To have a complete line able to produce continuously despite stoppages of the different stations, for different reasons such as faults or missing consumables, it is necessary to have accumulation solutions between the stations, which receive the products handled by the upstream station while the downstream station cannot operate, and/or which furnish the downstream station with products to be handled when the upstream station cannot operate. The preparation of the products for the downstream station is also necessary, for example, while positioning the flow in multiple lines, etc.
EP1144285 discloses, for example, an accumulation table where the products arrive in multiple lines and come out again in multiple lines at the opposite end. EP2459472 describes in turn an accumulation table where the products leave and enter on the same side, each time, there again, in multiple lines. One of the drawbacks of such solutions is that, to mount it between two stations at least one of the two of which operates in a single line, it is necessary to accommodate a change in the flow, from the single line to the multiple lines, and/or from the multiple lines to the single line, as described in, for example, EP2188199. Such an architecture nevertheless has overall a very considerable footprint, and creates potential problems of jamming during the changes from multiple-line flow to single-line flow. Actually, a flow in bulk is organized quite often with a staggering of the products that it is difficult to eliminate.

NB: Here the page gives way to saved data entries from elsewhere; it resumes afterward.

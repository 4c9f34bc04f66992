//! Storage abstraction for torhaus.
//!
//! Backend crates (e.g., torhaus-store-sqlite, torhaus-store-postgres)
//! implement the [`Store`] trait so the domain crates never depend on a
//! specific database engine or schema details.

use thiserror::Error;

mod store;
pub mod types;

pub use store::Store;
pub use types::*;

#[cfg(feature = "test-support")]
pub use store::MockStore;

/// Uniform error type for all storage backends.
#[derive(Debug, Error)]
pub enum StoreError {
    #[error("not found")]
    NotFound,
    #[error("already exists")]
    AlreadyExists,
    #[error("conflict")]
    Conflict,
    /// Transient connection-level failure; safe for the caller to retry.
    #[error("storage unavailable: {0}")]
    Unavailable(String),
    #[error("backend error: {0}")]
    Backend(String),
}
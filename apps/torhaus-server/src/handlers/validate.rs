//! Public token validation endpoint.
//!
//! Read-only: checking a token never consumes a use. The status mapping
//! (404 for unknown, 410 for dead) is deployment policy, not lifecycle
//! semantics.

use axum::extract::{Query, State};
use axum::http::StatusCode;
use axum::response::{IntoResponse, Response};
use axum::Json;
use serde::Deserialize;
use serde_json::json;
use torhaus_core::{InvalidReason, InviteValidation};

use crate::handlers::ApiError;
use crate::metrics;
use crate::server::AppState;

#[derive(Deserialize)]
pub struct ValidateQuery {
    pub token: Option<String>,
}

pub async fn validate_invite(
    State(state): State<AppState>,
    Query(query): Query<ValidateQuery>,
) -> Response {
    let token = query.token.unwrap_or_default();

    match state.invites.validate(&token).await {
        Ok(InviteValidation::Valid { form_key, .. }) => {
            metrics::record_validation("valid");
            (
                StatusCode::OK,
                Json(json!({ "valid": true, "formKey": form_key })),
            )
                .into_response()
        }
        Ok(InviteValidation::Invalid { reason }) => {
            metrics::record_validation(reason.as_str());
            let status = match reason {
                InvalidReason::Invalid => StatusCode::NOT_FOUND,
                InvalidReason::Expired | InvalidReason::Revoked | InvalidReason::Used => {
                    StatusCode::GONE
                }
            };
            (
                status,
                Json(json!({ "valid": false, "reason": reason.as_str() })),
            )
                .into_response()
        }
        Err(e) => ApiError::from(e).into_response(),
    }
}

Finally, an accumulation solution with a single-line input, a transverse accumulation on a horizontal surface, and then a single-line output is known from WO2014076390. The feeding of such an accumulation surface relies nevertheless on the sequence, downstream from the feeding by the upstream station, of a conveyor at overspeed, and then of a conveyor operating in on/off mode. This latter conveyor makes it possible to put the products in shutdown for their transverse offsetting to the accumulation surface. Upstream, the products on the conveyor at overspeed are spaced apart and then compressed again on the approach to the on/off conveyor. This separation that it causes between the products thus makes it possible to allow the products to accumulate at the terminating end of the conveyor at overspeed, when the downstream conveyor is stopped. At a high rate, this principle of transition between a continuous flow, upstream, and an interrupted flow, downstream, is problematic because it produces accelerations, impacts and decelerations for the products that may be fragile, such as, typically, empty glass bottles.
A need therefore exists in the current state of the art for an accumulation solution that is of large capacity, of reduced bulk, and/or that limits the risks to the products when they are input.